As we approach the end of the year, it’s natural to look back. In some ways, I’ve had a terrible year. I’ve had stumble after stumble, I’ve hit wall after wall and I’ve had so many challenges that sometimes all I could do was scream into a pillow until I was so exhausted I fell asleep weeping. Despite that, there have been a lot of good things about this year. I learned a lot about myself and my resilience, and I’ve learned the immense power of gratitude.
I’m grateful for my friends, for their support and understanding, for all the fun we have. I’ve been to concerts and plays with friends and been overwhelmed with happiness. I’ve had days out and fantastic company while I poke around old monuments and dank former prisons for my PhD. I have wonderful writer friends who keep me going and workshop my poems so that I can be a better writer. They don’t let me get away with any slacking off and I value their kind and insightful feedback. With my friends, there has been a lot of laughter, some hard work, a few tears and a sense that whatever may come, I will never be alone.
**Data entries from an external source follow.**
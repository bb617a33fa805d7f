//! Configuration loading for MindCanvas.
//!
//! Layered config: defaults -> config file -> env vars -> CLI flags.
//! The default config file lives at ~/.config/mindcanvas/config.{toml,json,yaml}.

use config::{Config, Environment, File};
use directories::ProjectDirs;
use serde::de::DeserializeOwned;
use serde::{Deserialize, Serialize};
use std::path::PathBuf;

use crate::error::CanvasError;

const APP_NAME: &str = "mindcanvas";
const ENV_PREFIX: &str = "CANVAS";

/// External reasoning oracle settings.
#[derive(Debug, Clone, Serialize, Deserialize)]
pub struct OracleSettings {
    /// Whether the oracle is consulted at all
    #[serde(default = "default_true")]
    pub enabled: bool,

    /// Model name (e.g., "gpt-4.1-mini")
    #[serde(default = "default_oracle_model")]
    pub model: String,

    /// API key (loaded from env var, not stored in config file)
    #[serde(default)]
    pub api_key: Option<String>,

    /// API base URL (for custom OpenAI-compatible endpoints)
    #[serde(default)]
    pub api_base_url: Option<String>,

    /// Upper bound on a single oracle call
    #[serde(default = "default_oracle_timeout_secs")]
    pub timeout_secs: u64,
}

fn default_true() -> bool {
    true
}

fn default_oracle_model() -> String {
    "gpt-4.1-mini".to_string()
}

fn default_oracle_timeout_secs() -> u64 {
    60
}

impl Default for OracleSettings {
    fn default() -> Self {
        Self {
            enabled: default_true(),
            model: default_oracle_model(),
            api_key: None,
            api_base_url: None,
            timeout_secs: default_oracle_timeout_secs(),
        }
    }
}

impl OracleSettings {
    /// The oracle is usable only when enabled and a key is present.
    pub fn is_configured(&self) -> bool {
        self.enabled && self.api_key.as_deref().is_some_and(|k| !k.is_empty())
    }
}

/// Embedding provider settings.
#[derive(Debug, Clone, Serialize, Deserialize)]
pub struct EmbeddingSettings {
    /// Provider name ("hash" for the offline embedder, "openai")
    #[serde(default = "default_embedding_provider")]
    pub provider: String,

    /// Model name for API providers
    #[serde(default = "default_embedding_model")]
    pub model: String,

    /// Vector dimension
    #[serde(default = "default_embedding_dimension")]
    pub dimension: usize,

    /// API key (loaded from env var, not stored in config file)
    #[serde(default)]
    pub api_key: Option<String>,

    /// API base URL
    #[serde(default)]
    pub api_base_url: Option<String>,

    /// Maximum concurrent embedding requests during reindex
    #[serde(default = "default_embedding_concurrency")]
    pub concurrency: usize,
}

fn default_embedding_provider() -> String {
    "hash".to_string()
}

fn default_embedding_model() -> String {
    "text-embedding-3-small".to_string()
}

fn default_embedding_dimension() -> usize {
    384
}

fn default_embedding_concurrency() -> usize {
    4
}

impl Default for EmbeddingSettings {
    fn default() -> Self {
        Self {
            provider: default_embedding_provider(),
            model: default_embedding_model(),
            dimension: default_embedding_dimension(),
            api_key: None,
            api_base_url: None,
            concurrency: default_embedding_concurrency(),
        }
    }
}

/// Main application settings
#[derive(Debug, Clone, Serialize, Deserialize)]
pub struct Settings {
    /// Path to RocksDB storage directory
    #[serde(default = "default_db_path")]
    pub db_path: String,

    /// Log level (trace, debug, info, warn, error)
    #[serde(default = "default_log_level")]
    pub log_level: String,

    /// Oracle configuration
    #[serde(default)]
    pub oracle: OracleSettings,

    /// Embedding configuration
    #[serde(default)]
    pub embeddings: EmbeddingSettings,
}

fn default_db_path() -> String {
    ProjectDirs::from("", "", APP_NAME)
        .map(|p| p.data_local_dir().join("db"))
        .unwrap_or_else(|| PathBuf::from("./data"))
        .to_string_lossy()
        .to_string()
}

fn default_log_level() -> String {
    "info".to_string()
}

impl Default for Settings {
    fn default() -> Self {
        Self {
            db_path: default_db_path(),
            log_level: default_log_level(),
            oracle: OracleSettings::default(),
            embeddings: EmbeddingSettings::default(),
        }
    }
}

impl Settings {
    /// Load settings with layered precedence:
    /// 1. Built-in defaults
    /// 2. Config file (~/.config/mindcanvas/config.*)
    /// 3. CLI-specified config file (optional)
    /// 4. Environment variables (CANVAS_*, nested keys joined with `__`)
    ///
    /// CLI flags should be applied by the caller after this returns.
    pub fn load(cli_config_path: Option<&str>) -> Result<Self, CanvasError> {
        let config = build_layered(cli_config_path)?;
        config
            .try_deserialize()
            .map_err(|e| CanvasError::Config(e.to_string()))
    }

    /// Load one named section from the same layered sources.
    ///
    /// Used by crates that own their config type (e.g. the `graph` section).
    /// A missing section yields `T::default()`.
    pub fn load_section<T>(cli_config_path: Option<&str>, section: &str) -> Result<T, CanvasError>
    where
        T: DeserializeOwned + Default,
    {
        let config = build_layered(cli_config_path)?;
        match config.get::<T>(section) {
            Ok(value) => Ok(value),
            Err(config::ConfigError::NotFound(_)) => Ok(T::default()),
            Err(e) => Err(CanvasError::Config(e.to_string())),
        }
    }

    /// Expand ~ in db_path to actual home directory
    pub fn expanded_db_path(&self) -> PathBuf {
        if let Some(rest) = self.db_path.strip_prefix("~/") {
            if let Some(home) = std::env::var_os("HOME") {
                return PathBuf::from(home).join(rest);
            }
        }
        PathBuf::from(&self.db_path)
    }
}

fn build_layered(cli_config_path: Option<&str>) -> Result<Config, CanvasError> {
    let config_dir = ProjectDirs::from("", "", APP_NAME)
        .map(|p| p.config_dir().to_path_buf())
        .unwrap_or_else(|| PathBuf::from("."));
    let default_config_path = config_dir.join("config");

    let mut builder = Config::builder()
        .set_default("db_path", default_db_path())
        .map_err(|e| CanvasError::Config(e.to_string()))?
        .set_default("log_level", default_log_level())
        .map_err(|e| CanvasError::Config(e.to_string()))?
        .add_source(File::with_name(&default_config_path.to_string_lossy()).required(false));

    if let Some(path) = cli_config_path {
        builder = builder.add_source(File::with_name(path).required(true));
    }

    // Format: CANVAS_DB_PATH, CANVAS_ORACLE__API_KEY, CANVAS_GRAPH__DENSITY__EPSILON
    builder = builder.add_source(
        Environment::with_prefix(ENV_PREFIX)
            .prefix_separator("_")
            .separator("__")
            .try_parsing(true),
    );

    builder
        .build()
        .map_err(|e| CanvasError::Config(e.to_string()))
}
I am grateful to all the editors who chose to publish my poems this year. I have had 13 poems published – unlucky for some, maybe, but to me each one was a reason to dance, an opportunity to share and take pride in my work. Each acceptance feels like a little miracle to me. I am also immeasurably grateful also to Indigo Dreams for choosing to publish my first collection in 2019. As I said, each magazine publication feels like a miracle and having a whole book published is almost so wonderful I can’t comprehend it.
I am grateful for the support I receive at the University of Chichester. I completed the first year of my PhD and I am well into my second with a firm belief that I will achieve my goal. It’s not been easy, I work full time and I’ve had family commitments but I did it anyway. That goal keeps me going when things feel hopeless and dark and it’s thanks to the guidance of my tutor and the enthusiasm of the university that I can keep my eyes on that distant prize.
I am grateful to every writer who has taken me outside myself this year. Without books to sustain me, I don’t even want to think about where I might be. Art in general is a comfort – a movie that lets me forget my troubles or see them in a new light, music that uplifts me, podcasts that inform or entertain, stand up comedy that makes me laugh, theatre that takes my breath away. I live in wonder and I’m glad of that.
I am grateful for the headspace app. I discovered it this year after a friend recommended it to me and now I don’t know how I managed without it. The daily meditations have helped my creative practice as well as helping me cope with whatever life throws at me. The sleep casts are so very helpful, and most nights I drift away to the sound of the ocean and feel a small measure of peace.
I’m grateful to myself, too. I’ve had a rough year but I’ve held on to my dreams and my joys. I’ve kept myself positive and I’ve done everything I could to fight against depression or a sense of defeat. I don’t care if I look stupid and I don’t care where this fight takes me, I will pursue happiness and a sense of peace with everything I’ve got. The chief weapon in my armoury is gratitude and it is accompanied by a fierce energy. Whatever 2019 has in store for me, I’m going to hold on tight to all the good things. There’s a chance I’ll get kicked in the teeth more than once but I’ll keep going. Gratitude and ferocity might seem like unlikely bedfellows but to me they’re at the heart of everything I do and the reason I keep going. Amongst all the darkness, I’m choosing to be a motherfucking beam of light.